[Saved data entries]
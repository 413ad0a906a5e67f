//! `chatmux doctor` — Diagnose configuration and connectivity.

use std::path::Path;

use chatmux_channels::{TelegramChannel, TelegramConfig};
use chatmux_core::channel::Channel;

use super::{build_provider, config_path, load_config};

pub async fn run(path: Option<&Path>) -> Result<(), Box<dyn std::error::Error>> {
    println!("🩺 chatmux doctor");
    println!("=================\n");

    let mut issues = 0;

    let file = config_path(path);
    if !file.exists() {
        println!("  ❌ No config file at {}", file.display());
        println!("\n  ⚠️  1 issue(s) found. See above for details.");
        return Ok(());
    }

    let config = match load_config(path) {
        Ok(config) => {
            println!("  ✅ Config file valid");
            config
        }
        Err(e) => {
            println!("  ❌ {e}");
            println!("\n  ⚠️  1 issue(s) found. See above for details.");
            return Ok(());
        }
    };

    if config.bots.is_empty() {
        println!("  ❌ No bots configured");
        issues += 1;
    }

    for bot in &config.bots {
        println!("\n  {}", bot.name);

        match build_provider(&config, bot) {
            Ok(provider) => match provider.health_check().await {
                Ok(true) => println!("    ✅ Completion API reachable"),
                Ok(false) => {
                    println!("    ⚠️  Completion API rejected the key or is unavailable");
                    issues += 1;
                }
                Err(e) => {
                    println!("    ❌ Completion API unreachable: {e}");
                    issues += 1;
                }
            },
            Err(e) => {
                println!("    ❌ {e}");
                issues += 1;
            }
        }

        let channel = match TelegramChannel::new(TelegramConfig::new(&bot.telegram_token)) {
            Ok(channel) => channel,
            Err(e) => {
                println!("    ❌ {e}");
                issues += 1;
                continue;
            }
        };
        match channel.connect().await {
            Ok(identity) => println!("    ✅ Telegram: @{} (id {})", identity.username, identity.id),
            Err(e) => {
                println!("    ❌ Telegram: {e}");
                issues += 1;
            }
        }
    }

    println!();
    if issues == 0 {
        println!("  🎉 All checks passed!");
    } else {
        println!("  ⚠️  {issues} issue(s) found. See above for details.");
    }

    Ok(())
}
//! `chatmux console` — Talk to one bot persona from the terminal.

use std::path::Path;
use std::sync::Arc;

use chatmux_agent::BotInstance;
use chatmux_channels::ConsoleChannel;

use super::{build_provider, load_config};

pub async fn run(
    config_path: Option<&Path>,
    bot_name: &str,
) -> Result<(), Box<dyn std::error::Error>> {
    let config = load_config(config_path)?;
    let bot = config
        .bot(bot_name)
        .ok_or_else(|| format!("Unknown bot '{bot_name}'"))?;
    let provider = build_provider(&config, bot)?;

    println!("chatmux console — talking to {} ({})", bot.name, config.model_for(bot));
    println!("Type a message and press Enter. 'exit' or Ctrl+D to quit.\n");

    let channel = Arc::new(ConsoleChannel::new(&bot.name));
    BotInstance::new(bot.clone(), &config, channel, provider)
        .run()
        .await?;

    Ok(())
}
//! Message value objects.
//!
//! A [`Message`] is one `(role, content)` entry, used both as stored
//! conversation history and as a prompt entry sent to the completion API.

use serde::{Deserialize, Serialize};

/// The role of a message sender in a conversation.
#[derive(Debug, Clone, Copy, PartialEq, Eq, Serialize, Deserialize)]
#[serde(rename_all = "lowercase")]
pub enum Role {
    /// Behavioral instructions
    System,
    /// The end user (or the channel post being commented on)
    User,
    /// The bot
    Assistant,
}

impl Role {
    pub fn as_str(&self) -> &'static str {
        match self {
            Role::System => "system",
            Role::User => "user",
            Role::Assistant => "assistant",
        }
    }
}

impl std::fmt::Display for Role {
    fn fmt(&self, f: &mut std::fmt::Formatter<'_>) -> std::fmt::Result {
        f.write_str(self.as_str())
    }
}

/// A single message in a conversation.
#[derive(Debug, Clone, PartialEq, Eq, Serialize, Deserialize)]
pub struct Message {
    /// Who sent this message
    pub role: Role,

    /// The text content
    pub content: String,
}

impl Message {
    pub fn new(role: Role, content: impl Into<String>) -> Self {
        Self {
            role,
            content: content.into(),
        }
    }

    /// Create a new user message.
    pub fn user(content: impl Into<String>) -> Self {
        Self::new(Role::User, content)
    }

    /// Create a new assistant message.
    pub fn assistant(content: impl Into<String>) -> Self {
        Self::new(Role::Assistant, content)
    }

    /// Create a new system message.
    pub fn system(content: impl Into<String>) -> Self {
        Self::new(Role::System, content)
    }
}

#[cfg(test)]
mod tests {
    use super::*;

    #[test]
    fn create_user_message() {
        let msg = Message::user("Hello, bot!");
        assert_eq!(msg.role, Role::User);
        assert_eq!(msg.content, "Hello, bot!");
    }

    #[test]
    fn role_serializes_lowercase() {
        let json = serde_json::to_string(&Message::assistant("hi")).unwrap();
        assert_eq!(json, r#"{"role":"assistant","content":"hi"}"#);
    }
}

=== What you should do ===
Which lines run from the one holding "pub fn as_str(&self)" through the end of the data? Write them out exactly, ends included, and add nothing.

=== Finished exercise ===
    pub fn as_str(&self) -> &'static str {
        match self {
            Role::System => "system",
            Role::User => "user",
            Role::Assistant => "assistant",
        }
    }
}

impl std::fmt::Display for Role {
    fn fmt(&self, f: &mut std::fmt::Formatter<'_>) -> std::fmt::Result {
        f.write_str(self.as_str())
    }
}

/// A single message in a conversation.
#[derive(Debug, Clone, PartialEq, Eq, Serialize, Deserialize)]
pub struct Message {
    /// Who sent this message
    pub role: Role,

    /// The text content
    pub content: String,
}

impl Message {
    pub fn new(role: Role, content: impl Into<String>) -> Self {
        Self {
            role,
            content: content.into(),
        }
    }

    /// Create a new user message.
    pub fn user(content: impl Into<String>) -> Self {
        Self::new(Role::User, content)
    }

    /// Create a new assistant message.
    pub fn assistant(content: impl Into<String>) -> Self {
        Self::new(Role::Assistant, content)
    }

    /// Create a new system message.
    pub fn system(content: impl Into<String>) -> Self {
        Self::new(Role::System, content)
    }
}

#[cfg(test)]
mod tests {
    use super::*;

    #[test]
    fn create_user_message() {
        let msg = Message::user("Hello, bot!");
        assert_eq!(msg.role, Role::User);
        assert_eq!(msg.content, "Hello, bot!");
    }

    #[test]
    fn role_serializes_lowercase() {
        let json = serde_json::to_string(&Message::assistant("hi")).unwrap();
        assert_eq!(json, r#"{"role":"assistant","content":"hi"}"#);
    }
}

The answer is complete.